3 Burkhardt, J.E., Richard Garrity, Kathy McGehee, Susanna S. Hamm, Karen Burkhardt, Cindy Johnson, and David Koffman, Transit Cooperative Research Program Report 144: Sharing the Costs of Human Services Transportation Volume 2: Research Report, Transportation Research Board of the National Academies, Washington, D.C., 2011, p. 22.

4 Centers for Medicare and Medicaid, September 2019 Medicaid & CHIP Enrollment Data Highlights, Washington, D.C., December 2019, p. 1.

5 U.S. General Accounting Office, Hinderances to Coordinating Transportation of People Participating in Federally Funded Grant Programs, Volume 1, GAO/RCED-77-119, Washington, DC, October 17, 1977, p. 53. 

6 U.S. Department of Transportation and U.S. Department of Health and Human Services, Final Report on the DOT/DHS Coordination Roundtable, U.S. Department of Transportation, Technology Sharing Program, August 1992. p. 1.

7 U.S General Accounting Office, Transportation Disadvantaged Populations: Some Coordination Efforts Among Programs Providing Transportation Services, but Obstacles Persist, GAO-030697, Washington, DC, June 2003. p. 37. 
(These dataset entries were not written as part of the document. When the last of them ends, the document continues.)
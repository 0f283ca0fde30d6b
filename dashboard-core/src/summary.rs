use crate::{
    error::{Result, WeatherError},
    grouping::DayGroup,
    model::ForecastSample,
};

/// Per-day digest used for the forecast cards.
#[derive(Debug, Clone, PartialEq)]
pub struct DaySummary {
    pub date: String,
    /// Middle sample of the day (index `len / 2`), not a true solar-noon pick.
    pub representative: ForecastSample,
    pub max_temp_c: f64,
    pub min_temp_c: f64,
    pub condition_main: String,
    pub is_daytime_icon: bool,
}

/// Icon codes ending in `d` are daytime variants.
pub fn is_day_icon(icon_code: &str) -> bool {
    icon_code.ends_with('d')
}

/// Summarize one day group. Extremes come from the per-sample min/max fields.
pub fn summarize(date: &str, samples: &[ForecastSample]) -> Result<DaySummary> {
    let representative = samples
        .get(samples.len() / 2)
        .ok_or_else(|| WeatherError::EmptyDayGroup(date.to_string()))?;

    let max_temp_c = samples
        .iter()
        .map(|s| s.temperature_max_c)
        .fold(f64::NEG_INFINITY, f64::max);
    let min_temp_c = samples
        .iter()
        .map(|s| s.temperature_min_c)
        .fold(f64::INFINITY, f64::min);

    Ok(DaySummary {
        date: date.to_string(),
        representative: representative.clone(),
        max_temp_c,
        min_temp_c,
        condition_main: representative.condition_main.clone(),
        is_daytime_icon: is_day_icon(&representative.icon_code),
    })
}

impl TryFrom<&DayGroup> for DaySummary {
    type Error = WeatherError;

    fn try_from(group: &DayGroup) -> Result<Self> {
        summarize(&group.date, &group.samples)
    }
}
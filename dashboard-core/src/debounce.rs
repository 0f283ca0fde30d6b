use std::{
    sync::atomic::{AtomicU64, Ordering},
    time::Duration,
};

/// Quiet-period timer: of several overlapping calls, only the last one to
/// start is allowed through once `quiet` has elapsed without another call.
///
/// Runs on the tokio clock, so tests drive it with `tokio::time::pause` and
/// `advance`.
#[derive(Debug)]
pub struct Debouncer {
    quiet: Duration,
    generation: AtomicU64,
}

impl Debouncer {
    pub fn new(quiet: Duration) -> Self {
        Self {
            quiet,
            generation: AtomicU64::new(0),
        }
    }

    /// Restart the timer and wait it out. Returns `false` when a later call
    /// or [`Debouncer::cancel`] superseded this one.
    pub async fn settle(&self) -> bool {
        let ticket = self.generation.fetch_add(1, Ordering::SeqCst) + 1;
        tokio::time::sleep(self.quiet).await;
        self.generation.load(Ordering::SeqCst) == ticket
    }

    /// Drop whatever call is pending.
    pub fn cancel(&self) {
        self.generation.fetch_add(1, Ordering::SeqCst);
    }
}
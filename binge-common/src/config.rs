//! Deployment environment and data folder resolution
//!
//! The deployment environment selects which recommendation configuration is
//! active (see `binge-experiments`). The data folder holds the SQLite
//! database backing behavioral events and experiment state.

use crate::{Error, Result};
use std::path::PathBuf;
use tracing::warn;

/// Deployment environment for configuration selection
///
/// Resolved from the `BINGE_ENV` process variable. Anything other than
/// `staging` or `production` selects `Development`.
#[derive(Debug, Clone, Copy, PartialEq, Eq, Hash, serde::Serialize, serde::Deserialize)]
#[serde(rename_all = "lowercase")]
pub enum Environment {
    Development,
    Staging,
    Production,
}

impl Environment {
    /// Resolve the environment from `BINGE_ENV`, falling back to Development.
    pub fn detect() -> Self {
        match std::env::var("BINGE_ENV") {
            Ok(value) => Self::parse(&value),
            Err(_) => Environment::Development,
        }
    }

    /// Parse an environment name. Unrecognized values fall back to
    /// Development with a warning rather than failing startup.
    pub fn parse(value: &str) -> Self {
        match value.trim().to_lowercase().as_str() {
            "production" | "prod" => Environment::Production,
            "staging" => Environment::Staging,
            "development" | "dev" | "" => Environment::Development,
            other => {
                warn!("Unrecognized BINGE_ENV '{}', using development", other);
                Environment::Development
            }
        }
    }

    pub fn as_str(&self) -> &'static str {
        match self {
            Environment::Development => "development",
            Environment::Staging => "staging",
            Environment::Production => "production",
        }
    }
}

impl std::fmt::Display for Environment {
    fn fmt(&self, f: &mut std::fmt::Formatter<'_>) -> std::fmt::Result {
        f.write_str(self.as_str())
    }
}

/// Data folder resolution priority order:
/// 1. Explicit argument (highest priority)
/// 2. `BINGE_DATA_DIR` environment variable
/// 3. TOML config file (`data_dir` key)
/// 4. OS-dependent compiled default (fallback)
pub fn resolve_data_dir(explicit: Option<&str>) -> Result<PathBuf> {
    // Priority 1: explicit argument
    if let Some(path) = explicit {
        return Ok(PathBuf::from(path));
    }

    // Priority 2: environment variable
    if let Ok(path) = std::env::var("BINGE_DATA_DIR") {
        return Ok(PathBuf::from(path));
    }

    // Priority 3: TOML config file
    if let Ok(config_path) = locate_config_file() {
        if let Ok(toml_content) = std::fs::read_to_string(&config_path) {
            if let Ok(config) = toml::from_str::<toml::Value>(&toml_content) {
                if let Some(data_dir) = config.get("data_dir").and_then(|v| v.as_str()) {
                    return Ok(PathBuf::from(data_dir));
                }
            }
        }
    }

    // Priority 4: OS-dependent compiled default
    Ok(default_data_dir())
}

/// Path of the SQLite database file inside the resolved data folder.
pub fn database_path(data_dir: &std::path::Path) -> PathBuf {
    data_dir.join("bingeboard.db")
}

/// Locate the configuration file for the platform
fn locate_config_file() -> Result<PathBuf> {
    let user_config = dirs::config_dir().map(|d| d.join("bingeboard").join("config.toml"));

    if let Some(path) = user_config {
        if path.exists() {
            return Ok(path);
        }
    }

    if cfg!(target_os = "linux") {
        let system_config = PathBuf::from("/etc/bingeboard/config.toml");
        if system_config.exists() {
            return Ok(system_config);
        }
    }

    Err(Error::Config("No config file found".to_string()))
}

/// OS-dependent default data folder path
fn default_data_dir() -> PathBuf {
    dirs::data_local_dir()
        .map(|d| d.join("bingeboard"))
        .unwrap_or_else(|| PathBuf::from("./bingeboard_data"))
}
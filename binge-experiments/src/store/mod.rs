//! Persistence seams for experiments, assignments, and behavioral events
//!
//! The framework is stateless; everything durable goes through these two
//! traits. `SqliteStore` is the production implementation, `MemoryStore`
//! backs tests and embedded use.

mod memory;
mod sqlite;

pub use memory::MemoryStore;
pub use sqlite::SqliteStore;

use async_trait::async_trait;
use binge_common::events::BehaviorEvent;
use binge_common::Result;
use chrono::{DateTime, Utc};

use crate::experiment::{ExperimentConfig, UserAssignment};

/// Inclusive time window for result queries
#[derive(Debug, Clone, Copy, PartialEq, Eq)]
pub struct DateRange {
    pub from: DateTime<Utc>,
    pub to: DateTime<Utc>,
}

/// Raw per-variant counters aggregated from recorded events
#[derive(Debug, Clone, PartialEq, Eq)]
pub struct VariantCounts {
    pub variant: String,
    pub views: u64,
    pub conversions: u64,
}

/// Repository for experiment definitions and user assignments
#[async_trait]
pub trait ExperimentStore: Send + Sync {
    /// Store a new experiment definition. Fails with `Error::Conflict`
    /// when an experiment with the same name already exists.
    async fn insert(&self, config: &ExperimentConfig) -> Result<()>;

    async fn get(&self, name: &str) -> Result<Option<ExperimentConfig>>;

    async fn list(&self) -> Result<Vec<ExperimentConfig>>;

    async fn get_assignment(&self, user_id: &str, experiment: &str)
        -> Result<Option<UserAssignment>>;

    /// Persist an assignment. Writing the same (user, experiment) pair
    /// again replaces the row.
    async fn save_assignment(&self, assignment: &UserAssignment) -> Result<()>;
}

/// Collaborator for behavioral event recording and aggregation
#[async_trait]
pub trait BehaviorStore: Send + Sync {
    async fn record_event(&self, event: &BehaviorEvent) -> Result<()>;

    /// Per-variant view/conversion counts for one experiment, optionally
    /// restricted to a time window. Variants without events are absent
    /// from the result.
    async fn variant_counts(
        &self,
        experiment: &str,
        range: Option<DateRange>,
    ) -> Result<Vec<VariantCounts>>;
}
8 Coordinating Council on Access and Mobility, Report to the President: Human Services Transportation Coordination – Executive Order 13330, 2005, p. 33.

9 H.R. 22, 114th Congress, Fixing America’s Surface Transportation (FAST) Act, Section 3006(c)(2)-(3) and Small Business Innovation Research (SBIR) Program Phase I Program Solicitation, 6913G619QSBIR1, p. 53.

10 General Accountability Office, Transportation Disadvantaged Populations: Nonemergency Medical Transportation Not Well Coordinated, and Additional Federal Leadership Needed, GAO-15-110, Washington, D.C., December 2014, p 32.